## Task goal
Search the data for the string "LoopError" and copy each line where it turns up.

## Extracted records
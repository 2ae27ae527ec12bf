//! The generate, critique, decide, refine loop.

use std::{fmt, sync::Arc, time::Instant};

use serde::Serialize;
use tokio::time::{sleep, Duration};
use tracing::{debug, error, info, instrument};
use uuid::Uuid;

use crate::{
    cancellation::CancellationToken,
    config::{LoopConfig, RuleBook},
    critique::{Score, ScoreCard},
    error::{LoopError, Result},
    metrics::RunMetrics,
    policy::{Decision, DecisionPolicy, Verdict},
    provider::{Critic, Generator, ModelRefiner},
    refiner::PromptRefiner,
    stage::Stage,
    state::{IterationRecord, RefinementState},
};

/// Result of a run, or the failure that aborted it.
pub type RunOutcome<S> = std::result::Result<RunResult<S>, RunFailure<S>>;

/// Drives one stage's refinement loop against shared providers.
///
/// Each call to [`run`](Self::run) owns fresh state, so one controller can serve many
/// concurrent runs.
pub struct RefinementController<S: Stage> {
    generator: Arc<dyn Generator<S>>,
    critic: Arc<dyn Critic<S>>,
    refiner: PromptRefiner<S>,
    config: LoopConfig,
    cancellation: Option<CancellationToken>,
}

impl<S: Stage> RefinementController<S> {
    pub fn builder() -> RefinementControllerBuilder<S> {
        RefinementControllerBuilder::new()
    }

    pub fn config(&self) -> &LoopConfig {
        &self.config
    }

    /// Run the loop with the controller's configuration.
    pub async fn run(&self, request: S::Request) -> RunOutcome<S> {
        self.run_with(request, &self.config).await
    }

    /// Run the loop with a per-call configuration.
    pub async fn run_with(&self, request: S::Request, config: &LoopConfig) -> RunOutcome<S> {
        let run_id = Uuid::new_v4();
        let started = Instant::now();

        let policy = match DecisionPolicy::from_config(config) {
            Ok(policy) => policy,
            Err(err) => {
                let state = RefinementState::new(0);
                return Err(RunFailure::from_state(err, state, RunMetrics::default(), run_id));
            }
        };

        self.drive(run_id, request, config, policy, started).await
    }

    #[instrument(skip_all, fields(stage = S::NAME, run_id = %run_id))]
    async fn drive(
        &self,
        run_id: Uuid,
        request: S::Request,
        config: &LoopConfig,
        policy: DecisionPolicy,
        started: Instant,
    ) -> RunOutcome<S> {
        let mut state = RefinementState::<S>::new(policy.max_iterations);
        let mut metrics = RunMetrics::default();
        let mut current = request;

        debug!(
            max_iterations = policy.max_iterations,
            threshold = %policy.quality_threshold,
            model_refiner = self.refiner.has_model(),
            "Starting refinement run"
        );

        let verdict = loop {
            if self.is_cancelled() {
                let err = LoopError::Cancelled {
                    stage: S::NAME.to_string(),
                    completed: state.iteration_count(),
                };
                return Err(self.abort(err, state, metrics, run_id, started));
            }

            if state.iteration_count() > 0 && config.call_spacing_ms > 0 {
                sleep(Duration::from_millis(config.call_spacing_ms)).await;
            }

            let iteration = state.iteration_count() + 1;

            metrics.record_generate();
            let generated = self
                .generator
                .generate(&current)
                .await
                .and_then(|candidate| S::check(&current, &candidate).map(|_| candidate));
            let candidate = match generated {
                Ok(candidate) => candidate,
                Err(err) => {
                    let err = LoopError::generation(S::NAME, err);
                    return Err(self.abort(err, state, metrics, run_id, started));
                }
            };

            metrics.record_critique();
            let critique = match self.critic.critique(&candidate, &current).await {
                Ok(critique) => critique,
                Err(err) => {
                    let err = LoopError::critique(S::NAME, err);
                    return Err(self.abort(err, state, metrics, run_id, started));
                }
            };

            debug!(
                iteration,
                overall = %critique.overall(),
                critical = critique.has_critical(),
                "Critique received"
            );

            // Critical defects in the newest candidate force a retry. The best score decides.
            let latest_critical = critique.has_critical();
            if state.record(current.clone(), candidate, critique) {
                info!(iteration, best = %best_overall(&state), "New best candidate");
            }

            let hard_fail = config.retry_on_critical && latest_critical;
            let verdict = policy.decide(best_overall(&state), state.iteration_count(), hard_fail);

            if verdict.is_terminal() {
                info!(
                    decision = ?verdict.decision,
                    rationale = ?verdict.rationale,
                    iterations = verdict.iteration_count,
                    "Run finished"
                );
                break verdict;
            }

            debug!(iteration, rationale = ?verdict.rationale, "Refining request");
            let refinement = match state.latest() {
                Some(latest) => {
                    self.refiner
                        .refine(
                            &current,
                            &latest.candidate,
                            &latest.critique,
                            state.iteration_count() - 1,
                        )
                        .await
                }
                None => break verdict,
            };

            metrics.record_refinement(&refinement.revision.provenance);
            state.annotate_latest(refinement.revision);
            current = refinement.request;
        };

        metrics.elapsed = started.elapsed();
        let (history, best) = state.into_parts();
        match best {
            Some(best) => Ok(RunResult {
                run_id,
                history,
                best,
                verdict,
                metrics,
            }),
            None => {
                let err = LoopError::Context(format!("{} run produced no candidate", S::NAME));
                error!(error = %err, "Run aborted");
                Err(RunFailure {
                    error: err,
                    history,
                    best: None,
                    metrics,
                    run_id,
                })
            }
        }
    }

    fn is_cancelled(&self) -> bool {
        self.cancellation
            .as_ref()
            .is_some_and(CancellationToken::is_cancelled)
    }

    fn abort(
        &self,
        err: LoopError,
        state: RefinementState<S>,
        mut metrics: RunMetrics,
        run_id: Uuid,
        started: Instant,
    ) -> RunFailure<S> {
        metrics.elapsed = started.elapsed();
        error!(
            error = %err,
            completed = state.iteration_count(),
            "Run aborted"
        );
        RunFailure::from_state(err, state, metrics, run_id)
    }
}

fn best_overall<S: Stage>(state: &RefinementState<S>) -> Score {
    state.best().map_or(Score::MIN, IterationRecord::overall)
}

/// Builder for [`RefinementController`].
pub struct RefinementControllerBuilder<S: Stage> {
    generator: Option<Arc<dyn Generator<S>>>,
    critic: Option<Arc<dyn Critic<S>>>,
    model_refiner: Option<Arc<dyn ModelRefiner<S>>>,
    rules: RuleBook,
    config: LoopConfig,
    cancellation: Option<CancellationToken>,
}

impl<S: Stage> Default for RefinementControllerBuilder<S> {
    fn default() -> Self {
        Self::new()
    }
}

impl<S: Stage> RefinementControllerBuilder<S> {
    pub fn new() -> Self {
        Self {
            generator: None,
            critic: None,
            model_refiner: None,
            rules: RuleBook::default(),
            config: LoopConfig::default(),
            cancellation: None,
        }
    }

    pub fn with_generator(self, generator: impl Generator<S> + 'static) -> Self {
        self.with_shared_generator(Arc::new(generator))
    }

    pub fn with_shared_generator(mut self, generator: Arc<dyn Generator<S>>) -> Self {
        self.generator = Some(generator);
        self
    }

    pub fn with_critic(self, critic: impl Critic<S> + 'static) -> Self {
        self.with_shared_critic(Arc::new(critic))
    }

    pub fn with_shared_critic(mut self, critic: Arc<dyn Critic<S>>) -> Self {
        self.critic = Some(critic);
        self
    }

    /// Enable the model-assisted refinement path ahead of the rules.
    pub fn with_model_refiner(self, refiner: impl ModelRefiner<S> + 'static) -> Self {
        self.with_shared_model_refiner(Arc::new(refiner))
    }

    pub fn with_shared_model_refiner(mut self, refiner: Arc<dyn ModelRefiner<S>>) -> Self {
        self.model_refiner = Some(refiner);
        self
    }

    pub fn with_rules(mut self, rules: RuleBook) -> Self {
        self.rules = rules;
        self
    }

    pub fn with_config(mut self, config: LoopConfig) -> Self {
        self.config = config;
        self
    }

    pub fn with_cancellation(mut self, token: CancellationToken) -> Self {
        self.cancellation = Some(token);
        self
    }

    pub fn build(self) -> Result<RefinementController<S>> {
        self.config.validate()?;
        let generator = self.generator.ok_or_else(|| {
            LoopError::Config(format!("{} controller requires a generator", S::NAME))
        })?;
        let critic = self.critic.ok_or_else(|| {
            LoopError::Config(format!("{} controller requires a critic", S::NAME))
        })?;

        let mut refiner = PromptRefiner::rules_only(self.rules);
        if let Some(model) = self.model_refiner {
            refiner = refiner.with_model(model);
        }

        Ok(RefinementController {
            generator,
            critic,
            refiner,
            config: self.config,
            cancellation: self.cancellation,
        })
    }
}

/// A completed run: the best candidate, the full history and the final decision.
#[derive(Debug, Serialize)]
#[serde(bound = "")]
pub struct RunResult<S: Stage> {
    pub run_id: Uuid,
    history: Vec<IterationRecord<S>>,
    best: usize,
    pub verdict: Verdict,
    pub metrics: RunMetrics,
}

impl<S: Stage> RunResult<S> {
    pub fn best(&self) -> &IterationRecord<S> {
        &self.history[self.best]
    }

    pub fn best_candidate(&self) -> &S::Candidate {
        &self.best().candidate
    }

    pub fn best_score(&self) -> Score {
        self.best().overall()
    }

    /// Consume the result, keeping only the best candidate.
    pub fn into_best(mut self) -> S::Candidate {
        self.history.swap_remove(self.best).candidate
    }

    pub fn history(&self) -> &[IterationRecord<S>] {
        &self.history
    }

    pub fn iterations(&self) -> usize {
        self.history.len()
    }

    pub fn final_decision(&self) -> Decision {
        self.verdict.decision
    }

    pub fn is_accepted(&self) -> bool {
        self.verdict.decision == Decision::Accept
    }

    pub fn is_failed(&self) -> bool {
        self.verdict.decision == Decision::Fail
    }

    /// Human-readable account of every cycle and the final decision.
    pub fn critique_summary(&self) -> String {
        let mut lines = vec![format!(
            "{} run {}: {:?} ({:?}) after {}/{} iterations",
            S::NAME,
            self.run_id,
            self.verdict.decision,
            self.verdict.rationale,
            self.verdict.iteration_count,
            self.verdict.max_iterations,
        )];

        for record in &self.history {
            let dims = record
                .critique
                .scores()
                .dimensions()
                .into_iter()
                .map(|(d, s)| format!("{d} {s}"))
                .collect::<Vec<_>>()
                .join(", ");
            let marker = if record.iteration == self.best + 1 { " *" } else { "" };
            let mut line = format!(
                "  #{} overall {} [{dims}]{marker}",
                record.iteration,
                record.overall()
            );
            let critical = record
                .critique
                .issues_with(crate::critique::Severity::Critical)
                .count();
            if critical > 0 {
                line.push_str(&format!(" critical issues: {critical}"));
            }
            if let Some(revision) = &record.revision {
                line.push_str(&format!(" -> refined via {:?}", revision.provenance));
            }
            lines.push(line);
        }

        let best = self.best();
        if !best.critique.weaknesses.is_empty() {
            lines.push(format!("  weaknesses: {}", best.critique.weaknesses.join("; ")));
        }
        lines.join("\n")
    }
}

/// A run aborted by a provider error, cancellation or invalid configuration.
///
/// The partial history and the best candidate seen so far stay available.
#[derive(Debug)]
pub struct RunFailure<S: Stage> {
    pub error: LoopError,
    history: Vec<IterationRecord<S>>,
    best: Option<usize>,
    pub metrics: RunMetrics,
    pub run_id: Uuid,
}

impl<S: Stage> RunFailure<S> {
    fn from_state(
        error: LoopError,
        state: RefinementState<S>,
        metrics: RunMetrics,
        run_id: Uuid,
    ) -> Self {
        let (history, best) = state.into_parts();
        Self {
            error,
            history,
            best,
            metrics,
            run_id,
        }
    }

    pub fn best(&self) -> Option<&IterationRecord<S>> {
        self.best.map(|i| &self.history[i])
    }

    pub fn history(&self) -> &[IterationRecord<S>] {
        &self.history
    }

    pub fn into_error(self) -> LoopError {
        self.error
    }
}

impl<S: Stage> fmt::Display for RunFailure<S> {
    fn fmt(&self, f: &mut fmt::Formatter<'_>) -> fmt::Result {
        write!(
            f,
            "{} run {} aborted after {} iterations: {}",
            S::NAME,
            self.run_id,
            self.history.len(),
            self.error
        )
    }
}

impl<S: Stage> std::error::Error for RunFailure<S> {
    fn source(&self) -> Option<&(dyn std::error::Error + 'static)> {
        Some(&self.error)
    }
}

## Task response
    error::{LoopError, Result},
                let err = LoopError::Cancelled {
                    let err = LoopError::generation(S::NAME, err);
                    let err = LoopError::critique(S::NAME, err);
                let err = LoopError::Context(format!("{} run produced no candidate", S::NAME));
        err: LoopError,
            LoopError::Config(format!("{} controller requires a generator", S::NAME))
            LoopError::Config(format!("{} controller requires a critic", S::NAME))
    pub error: LoopError,
        error: LoopError,
    pub fn into_error(self) -> LoopError {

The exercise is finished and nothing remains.